その変形が自らにかかる引力を歪ませ公転運動をブレーキないし、加速させる。
自転周期が公転周期よりも短いと自転の速度を落し、逆に長ければ自転の速度を早めようとするのだという。
 藍は回転する二点間の引力の計算を具体的な数値を示して説明してくれた。
「そういう理由ですから、自転を極端に狂わせて公転を遅らせた者がいる可能性が高いです。

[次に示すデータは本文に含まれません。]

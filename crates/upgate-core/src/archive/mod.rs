//! Archive inspection.
//!
//! [`inspect_entries`] is the policy walk over entry metadata;
//! [`inspect_archive`] feeds it from an opened container. Neither extracts
//! entry payloads.

mod inspect;
mod listing;

pub use inspect::ArchiveEntryMeta;
pub use inspect::ArchiveSummary;
pub use inspect::check_aggregate_ratio;
pub use inspect::inspect_entries;
pub use listing::ContainerFormat;
pub use listing::inspect_archive;
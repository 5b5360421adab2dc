//! Allowed-type whitelist and filename classification.

use std::collections::BTreeMap;
use std::collections::HashMap;
use std::fmt;

use serde::Deserialize;
use serde::Serialize;

use super::Signature;
use crate::Result;
use crate::UploadError;
use crate::rejection::ClassificationError;

const MIB: u64 = 1024 * 1024;

/// Broad kind of content an upload claims to be.
#[derive(Debug, Clone, Copy, PartialEq, Eq, Hash, PartialOrd, Ord, Serialize, Deserialize)]
#[serde(rename_all = "lowercase")]
pub enum Category {
    /// Raster and vector images.
    Image,
    /// Office documents, PDF and plain text.
    Document,
    /// Archive containers.
    Archive,
    /// Source code and markup.
    Code,
    /// Audio files.
    Audio,
    /// Video files.
    Video,
}

impl Category {
    /// All categories.
    pub const ALL: [Self; 6] = [
        Self::Image,
        Self::Document,
        Self::Archive,
        Self::Code,
        Self::Audio,
        Self::Video,
    ];

    /// Canonical lowercase name.
    #[must_use]
    pub const fn as_str(self) -> &'static str {
        match self {
            Self::Image => "image",
            Self::Document => "document",
            Self::Archive => "archive",
            Self::Code => "code",
            Self::Audio => "audio",
            Self::Video => "video",
        }
    }
}

impl fmt::Display for Category {
    fn fmt(&self, f: &mut fmt::Formatter<'_>) -> fmt::Result {
        f.write_str(self.as_str())
    }
}

/// Whitelist entry for one category.
#[derive(Debug, Clone, PartialEq, Eq)]
pub struct TypeRule {
    /// Category the rule describes.
    pub category: Category,
    /// Accepted lowercase filename extensions, without the dot.
    pub extensions: Vec<&'static str>,
    /// Accepted sniffed signatures.
    pub signatures: Vec<Signature>,
    /// Size ceiling for files of this category, if any.
    pub max_size: Option<u64>,
}

/// Mapping from category to accepted extensions and signatures.
///
/// Every extension belongs to exactly one category. Signatures may be shared
/// between categories (an `.xml` file and an `.svg` image may both sniff as
/// XML).
#[derive(Debug, Clone)]
pub struct AllowedTypeTable {
    rules: BTreeMap<Category, TypeRule>,
    by_extension: HashMap<&'static str, Category>,
}

impl Default for AllowedTypeTable {
    fn default() -> Self {
        use Signature as S;

        let rules = [
            TypeRule {
                category: Category::Image,
                extensions: vec!["jpg", "jpeg", "png", "gif", "bmp", "webp", "svg"],
                signatures: vec![S::Jpeg, S::Png, S::Gif, S::Bmp, S::Webp, S::Svg, S::Xml],
                max_size: Some(20 * MIB),
            },
            TypeRule {
                category: Category::Document,
                extensions: vec![
                    "pdf", "txt", "doc", "docx", "xls", "xlsx", "ppt", "pptx", "odt", "ods", "odp",
                ],
                signatures: vec![
                    S::Pdf,
                    S::OleCompound,
                    S::OfficeOpenXml,
                    S::OpenDocument,
                    S::Zip,
                    S::Text,
                    S::Xml,
                ],
                max_size: Some(50 * MIB),
            },
            TypeRule {
                category: Category::Archive,
                extensions: vec!["zip", "tar", "gz", "tgz", "7z", "rar"],
                signatures: vec![
                    S::Zip,
                    S::OfficeOpenXml,
                    S::OpenDocument,
                    S::Gzip,
                    S::Tar,
                    S::SevenZ,
                    S::Rar,
                ],
                max_size: Some(200 * MIB),
            },
            TypeRule {
                category: Category::Code,
                extensions: vec!["py", "js", "html", "css", "json", "xml", "yaml", "yml", "md"],
                signatures: vec![S::Text, S::Script, S::Html, S::Xml, S::Svg],
                max_size: None,
            },
            TypeRule {
                category: Category::Audio,
                extensions: vec!["mp3", "wav", "ogg", "flac", "aac"],
                signatures: vec![S::Mp3, S::Wav, S::Ogg, S::Flac, S::Aac, S::Mp4],
                max_size: Some(100 * MIB),
            },
            TypeRule {
                category: Category::Video,
                extensions: vec!["mp4", "avi", "mkv", "mov", "wmv", "flv"],
                signatures: vec![S::Mp4, S::Avi, S::Matroska, S::Asf, S::Flv],
                max_size: Some(1024 * MIB),
            },
        ];

        let mut by_extension = HashMap::new();
        for rule in &rules {
            for ext in &rule.extensions {
                by_extension.insert(*ext, rule.category);
            }
        }
        Self {
            rules: rules.into_iter().map(|r| (r.category, r)).collect(),
            by_extension,
        }
    }
}

impl AllowedTypeTable {
    /// Builds a table from custom rules.
    ///
    /// # Errors
    ///
    /// Returns `UploadError::InvalidPolicy` if an extension is claimed by two
    /// categories, a category appears twice, or an extension is not lowercase.
    ///
    /// # Examples
    ///
    /// ```
    /// use upgate_core::content::{AllowedTypeTable, Category, Signature, TypeRule};
    ///
    /// let table = AllowedTypeTable::new([TypeRule {
    ///     category: Category::Image,
    ///     extensions: vec!["png"],
    ///     signatures: vec![Signature::Png],
    ///     max_size: None,
    /// }])?;
    /// assert_eq!(table.classify("logo.png", Some(Signature::Png)), Ok(Category::Image));
    /// assert!(table.classify("logo.jpg", None).is_err());
    /// # Ok::<(), upgate_core::UploadError>(())
    /// ```
    pub fn new(rules: impl IntoIterator<Item = TypeRule>) -> Result<Self> {
        let mut table = Self {
            rules: BTreeMap::new(),
            by_extension: HashMap::new(),
        };

        for rule in rules {
            for ext in &rule.extensions {
                if ext.is_empty() || ext.chars().any(|c| c.is_ascii_uppercase() || c == '.') {
                    return Err(UploadError::InvalidPolicy {
                        reason: format!("extension '{ext}' must be lowercase without a dot"),
                    });
                }
                if let Some(owner) = table.by_extension.insert(*ext, rule.category) {
                    return Err(UploadError::InvalidPolicy {
                        reason: format!(
                            "extension '{ext}' registered for both {owner} and {}",
                            rule.category
                        ),
                    });
                }
            }
            let category = rule.category;
            if table.rules.insert(category, rule).is_some() {
                return Err(UploadError::InvalidPolicy {
                    reason: format!("category {category} registered twice"),
                });
            }
        }

        Ok(table)
    }

    /// Classifies a filename, cross-checking a sniffed signature if present.
    ///
    /// The category comes from the extension alone. A sniffed signature that
    /// the category does not accept is a type mismatch; a missing signature is
    /// tolerated.
    ///
    /// # Errors
    ///
    /// Returns `UnsupportedType` for an unknown extension and `TypeMismatch`
    /// when content and extension disagree.
    pub fn classify(
        &self,
        filename: &str,
        signature: Option<Signature>,
    ) -> std::result::Result<Category, ClassificationError> {
        let category = self
            .category_of(filename)
            .ok_or_else(|| ClassificationError::UnsupportedType {
                name: filename.to_string(),
            })?;

        if let Some(signature) = signature
            && !self.accepts(category, signature)
        {
            return Err(ClassificationError::TypeMismatch {
                name: filename.to_string(),
                category,
                signature,
            });
        }

        Ok(category)
    }

    /// Category implied by a filename's final extension.
    #[must_use]
    pub fn category_of(&self, filename: &str) -> Option<Category> {
        let extension = extension_of(filename)?;
        self.by_extension.get(extension.as_str()).copied()
    }

    /// Returns `true` if `category` accepts `signature`.
    #[must_use]
    pub fn accepts(&self, category: Category, signature: Signature) -> bool {
        self.rules
            .get(&category)
            .is_some_and(|rule| rule.signatures.contains(&signature))
    }

    /// Size ceiling registered for a category.
    #[must_use]
    pub fn max_size(&self, category: Category) -> Option<u64> {
        self.rules.get(&category).and_then(|rule| rule.max_size)
    }

    /// Iterates rules in category order.
    pub fn rules(&self) -> impl Iterator<Item = &TypeRule> {
        self.rules.values()
    }
}

/// Lowercased final extension of the last path component.
pub(crate) fn extension_of(filename: &str) -> Option<String> {
    let base = filename.rsplit(['/', '\\']).next().unwrap_or(filename);
    let (stem, ext) = base.rsplit_once('.')?;
    if stem.is_empty() || ext.is_empty() {
        return None;
    }
    Some(ext.to_ascii_lowercase())
}

#[cfg(test)]
#[allow(clippy::unwrap_used)]
mod tests {
    use super::*;

    #[test]
    fn test_default_table_is_consistent() {
        let default = AllowedTypeTable::default();
        let rebuilt = AllowedTypeTable::new(default.rules().cloned()).unwrap();
        assert_eq!(rebuilt.by_extension.len(), default.by_extension.len());
        assert_eq!(rebuilt.rules().count(), Category::ALL.len());
    }

    #[test]
    fn test_classify_by_extension() {
        let table = AllowedTypeTable::default();
        assert_eq!(table.classify("photo.JPG", None), Ok(Category::Image));
        assert_eq!(table.classify("notes.txt", Some(Signature::Text)), Ok(Category::Document));
        assert_eq!(table.classify("bundle.tar.gz", Some(Signature::Gzip)), Ok(Category::Archive));
        assert_eq!(table.classify("main.py", Some(Signature::Script)), Ok(Category::Code));
    }

    #[test]
    fn test_unsupported_type() {
        let table = AllowedTypeTable::default();
        for name in ["setup.exe", "README", ".bashrc", "trailing."] {
            assert!(
                matches!(
                    table.classify(name, None),
                    Err(ClassificationError::UnsupportedType { .. })
                ),
                "{name} should be unsupported"
            );
        }
    }

    #[test]
    fn test_executable_renamed_to_image() {
        let table = AllowedTypeTable::default();
        let result = table.classify("cat.jpg", Some(Signature::Executable));
        assert_eq!(
            result,
            Err(ClassificationError::TypeMismatch {
                name: "cat.jpg".into(),
                category: Category::Image,
                signature: Signature::Executable,
            })
        );
    }

    #[test]
    fn test_classify_is_deterministic() {
        let table = AllowedTypeTable::default();
        let first = table.classify("song.mp3", Some(Signature::Pdf));
        let second = table.classify("song.mp3", Some(Signature::Pdf));
        assert_eq!(first, second);
    }

    #[test]
    fn test_duplicate_extension_rejected() {
        let rules = [
            TypeRule {
                category: Category::Image,
                extensions: vec!["png"],
                signatures: vec![Signature::Png],
                max_size: None,
            },
            TypeRule {
                category: Category::Document,
                extensions: vec!["png"],
                signatures: vec![Signature::Pdf],
                max_size: None,
            },
        ];
        assert!(matches!(
            AllowedTypeTable::new(rules),
            Err(UploadError::InvalidPolicy { .. })
        ));
    }

    #[test]
    fn test_uppercase_extension_rejected() {
        let rules = [TypeRule {
            category: Category::Image,
            extensions: vec!["PNG"],
            signatures: vec![Signature::Png],
            max_size: None,
        }];
        assert!(AllowedTypeTable::new(rules).is_err());
    }

    #[test]
    fn test_category_ceilings() {
        let table = AllowedTypeTable::default();
        assert_eq!(table.max_size(Category::Image), Some(20 * MIB));
        assert_eq!(table.max_size(Category::Code), None);
    }

    #[test]
    fn test_extension_of_uses_last_component() {
        assert_eq!(extension_of("dir.v2/file.TXT").as_deref(), Some("txt"));
        assert_eq!(extension_of("dir.v2/file"), None);
    }
}
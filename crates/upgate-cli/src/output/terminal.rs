//! Styled terminal rendering.
//!
//! Rendering builds plain lines first and writes them in one pass, so the
//! layout is testable without a terminal.

use anyhow::Result;
use console::Style;
use console::Term;
use upgate_core::CheckOutcome;
use upgate_core::FileDetails;
use upgate_core::PolicyRegistry;
use upgate_core::RiskLevel;
use upgate_core::ValidationReport;
use upgate_core::details::ASSUMED_UPLINK;
use upgate_core::details::human_size;

struct Palette {
    good: Style,
    bad: Style,
    caution: Style,
    heading: Style,
}

impl Palette {
    fn new(enabled: bool) -> Self {
        if !enabled {
            return Self {
                good: Style::new(),
                bad: Style::new(),
                caution: Style::new(),
                heading: Style::new(),
            };
        }
        Self {
            good: Style::new().green(),
            bad: Style::new().red().bold(),
            caution: Style::new().yellow(),
            heading: Style::new().bold(),
        }
    }

    fn risk(&self, risk: RiskLevel) -> String {
        let style = match risk {
            RiskLevel::Low => &self.good,
            RiskLevel::Medium => &self.caution,
            RiskLevel::High | RiskLevel::Critical => &self.bad,
        };
        style.apply_to(risk.as_str()).to_string()
    }

    fn mark(&self, passed: bool) -> String {
        if passed {
            self.good.apply_to("✓").to_string()
        } else {
            self.bad.apply_to("✗").to_string()
        }
    }
}

pub struct Terminal {
    verbose: bool,
    quiet: bool,
    palette: Palette,
}

impl Terminal {
    pub fn new(verbose: bool, quiet: bool) -> Self {
        Self {
            verbose,
            quiet,
            palette: Palette::new(console::colors_enabled()),
        }
    }

    pub fn report(&self, report: &ValidationReport) -> Result<()> {
        if self.quiet {
            return Ok(());
        }
        write_lines(&Term::stdout(), &self.report_lines(report))
    }

    pub fn tiers(&self, registry: &PolicyRegistry) -> Result<()> {
        if self.quiet {
            return Ok(());
        }
        write_lines(&Term::stdout(), &self.tier_lines(registry))
    }

    pub fn notice(&self, message: &str) {
        if self.quiet {
            return;
        }
        let label = self.palette.caution.apply_to("warning:");
        let _ = Term::stderr().write_line(&format!("{label} {message}"));
    }

    fn report_lines(&self, report: &ValidationReport) -> Vec<String> {
        let p = &self.palette;
        let verdict = if report.is_safe { "is safe" } else { "rejected" };
        let mut lines = vec![format!(
            "{} {} {verdict} ({} risk, score {})",
            p.mark(report.is_safe),
            report.filename,
            p.risk(report.risk_level),
            report.security_score
        )];

        let category = report.category.map_or_else(|| "-".to_string(), |c| c.to_string());
        lines.push(format!(
            "  tier {}, {category}, {}",
            report.tier,
            human_size(report.file_size)
        ));

        if self.verbose {
            lines.push(format!("  path       {}", report.path.display()));
            if let Some(identity) = &report.identity {
                lines.push(format!("  identity   {identity}"));
            }
            lines.push(format!("  checked    {}", report.timestamp.to_rfc3339()));
            if let Some(archive) = &report.archive {
                lines.push(format!(
                    "  archive    {} entries, {} declared",
                    archive.entry_count,
                    human_size(archive.total_declared_size)
                ));
            }
            if let Some(details) = &report.details {
                lines.extend(detail_lines(details));
            }
        }

        let (failed, passed): (Vec<_>, Vec<_>) =
            report.checks.iter().partition(|(_, check)| !check.passed);
        if !failed.is_empty() {
            lines.push(p.heading.apply_to("  failed").to_string());
            lines.extend(failed.iter().map(|(key, check)| self.check_line(key, check)));
        }
        if !passed.is_empty() {
            lines.push(p.heading.apply_to("  passed").to_string());
            lines.extend(passed.iter().map(|(key, check)| self.check_line(key, check)));
        }

        for warning in &report.warnings {
            lines.push(format!("  {} {warning}", p.caution.apply_to("warning:")));
        }
        for recommendation in &report.recommendations {
            lines.push(format!("  -> {recommendation}"));
        }
        lines
    }

    /// Failures always show their reason and severity; passes only when verbose.
    fn check_line(&self, key: &str, check: &CheckOutcome) -> String {
        let mark = self.palette.mark(check.passed);
        if !check.passed {
            let severity = self.palette.risk(check.severity);
            format!("    {mark} {key} [{severity}] {}", check.message)
        } else if self.verbose {
            format!("    {mark} {key}: {}", check.message)
        } else {
            format!("    {mark} {key}")
        }
    }

    fn tier_lines(&self, registry: &PolicyRegistry) -> Vec<String> {
        let header = format!(
            "{:<11} {:>9} {:>9} {:>9} {:>7} {:>7} {:>5} {:>5}",
            "tier", "file", "archive", "unpacked", "entries", "ratio", "/hour", "/day"
        );
        let mut lines = vec![self.palette.heading.apply_to(header).to_string()];
        lines.extend(registry.iter().map(|(tier, policy)| {
            format!(
                "{:<11} {:>9} {:>9} {:>9} {:>7} {:>7} {:>5} {:>5}",
                tier.as_str(),
                human_size(policy.max_file_size),
                human_size(policy.max_archive_size),
                human_size(policy.max_extracted_size),
                policy.max_archive_entries,
                format!("{}:1", policy.max_compression_ratio),
                policy.max_uploads_per_hour,
                policy.max_uploads_per_day,
            )
        }));
        lines
    }
}

fn detail_lines(details: &FileDetails) -> Vec<String> {
    let content = if details.is_binary { "binary" } else { "text" };
    let mut lines = vec![format!(
        "  content    {content}, about {:.0}s to upload at {}/s",
        details.estimated_upload_secs.ceil(),
        human_size(ASSUMED_UPLINK)
    )];
    if let Some(modified) = details.modified {
        lines.push(format!("  modified   {}", modified.to_rfc3339()));
    }
    let hosting = if details.hosting.compatible {
        "fits git hosting limits"
    } else {
        "too large for git hosting"
    };
    lines.push(format!("  hosting    {hosting}"));
    lines
}

fn write_lines(term: &Term, lines: &[String]) -> Result<()> {
    for line in lines {
        term.write_line(line)?;
    }
    Ok(())
}
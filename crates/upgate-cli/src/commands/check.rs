//! Check command implementation

use crate::cli::CheckArgs;
use crate::commands::load_registry;
use crate::error::add_upload_context;
use crate::output::Output;
use anyhow::Result;
use anyhow::bail;
use std::sync::Arc;
use upgate_core::RateLimiter;
use upgate_core::ValidationMode;
use upgate_core::Validator;

pub fn execute(args: &CheckArgs, output: &Output) -> Result<()> {
    let registry = load_registry(args.policy_file.as_deref())?;
    let (tier, _) = add_upload_context(registry.lookup(&args.tier), &args.path)?;

    let mode = if args.detailed {
        ValidationMode::Detailed
    } else {
        ValidationMode::FailFast
    };
    // One process validates one target, so a fresh limiter only sees this upload.
    let limiter = Arc::new(RateLimiter::default());
    let validator = Validator::from_registry(&registry, tier, limiter).with_mode(mode);

    if args.identity.is_none() {
        output.notice("no --identity given; rate limiting is skipped");
    }

    let report = add_upload_context(
        validator.validate(&args.path, args.identity.as_deref()),
        &args.path,
    )?;

    output.report(&report)?;

    if report.is_safe {
        Ok(())
    } else {
        bail!("Upload rejected: {}", report.summary())
    }
}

」(小説5話)

 

紫「恐らくは月の賢者の手によって自転周期を狂わされ、それによって公転周期は早められ
 気が付かないうちに十五夜は満月とは限らない夜になってしまった。
 予想よりも早く満月が閉じてしまうようになった」(同上)

 

・藍が言っているのは、恐らく天体の自転と公転が同期する現象のことであろうと思われる。
(参考URL)http://ja.wikipedia.org/wiki/%E8%87%AA%E8%BB%A2%E3%81%A8%E5%85%AC%E8%BB%A2%E3%81%AE%E5%90%8C%E6%9C%9F
この原理の中で公転周期に変化をもたらす部分は以下の記述。

 

>静止系で見た初期状態での B の自転周期が公転周期よりも速かった場合には、B の自転は減速するため、角運動量保存則によって B の軌道半径が大きくなる。
>逆に初期状態で静止系から見た B の自転周期が公転周期よりも遅かった場合には、B の自転は加速し、軌道半径は小さくなる。

 

この「B」に当てはまるのが月である。
この現象は必ずそうなっていなければならないという物ではなく、あくまでも「そういった力が働く」という程度のものである。
例えば太陽と同期している惑星は無い。

 

・どうやって自転を狂わせたかについては全く言及が無い。
・また、罠を仕掛けた本人のセリフではなく、月の民のセリフでもない為、完全に信頼できると言う保障は無い。